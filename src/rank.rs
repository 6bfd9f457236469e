//! Cosine-similarity ranking of stored chunks against a query vector.

use crate::models::Chunk;

/// A chunk scored against a query embedding. Borrows the chunk text so
/// ranking a large document allocates nothing per candidate.
#[derive(Debug, Clone)]
pub struct RankedChunk<'a> {
    pub text: &'a str,
    pub score: f32,
}

/// Compute cosine similarity between two embedding vectors.
///
/// Returns exactly `0.0` when either vector has zero magnitude or the
/// lengths differ: a degenerate embedding ranks as maximally dissimilar
/// rather than raising a division-by-zero error.
pub fn cosine_similarity(a: &[f32], b: &[f32]) -> f32 {
    if a.len() != b.len() || a.is_empty() {
        return 0.0;
    }

    let mut dot = 0.0f32;
    let mut norm_a = 0.0f32;
    let mut norm_b = 0.0f32;

    for (x, y) in a.iter().zip(b.iter()) {
        dot += x * y;
        norm_a += x * x;
        norm_b += y * y;
    }

    let denom = norm_a.sqrt() * norm_b.sqrt();
    if denom < f32::EPSILON {
        return 0.0;
    }

    dot / denom
}

/// Score every chunk against `query` and order by descending similarity.
///
/// The sort is stable, so equal scores keep the original chunk order and
/// retrieval stays deterministic.
pub fn rank_chunks<'a>(query: &[f32], chunks: &'a [Chunk]) -> Vec<RankedChunk<'a>> {
    let mut ranked: Vec<RankedChunk<'a>> = chunks
        .iter()
        .map(|c| RankedChunk {
            text: &c.text,
            score: cosine_similarity(query, &c.embedding),
        })
        .collect();

    ranked.sort_by(|a, b| {
        b.score
            .partial_cmp(&a.score)
            .unwrap_or(std::cmp::Ordering::Equal)
    });

    ranked
}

* **EXERCISE REQUIREMENTS**: Considering each line of the records on its own, count those that contain "embedding" and give only that number.

* **TASK ANSWER**: 4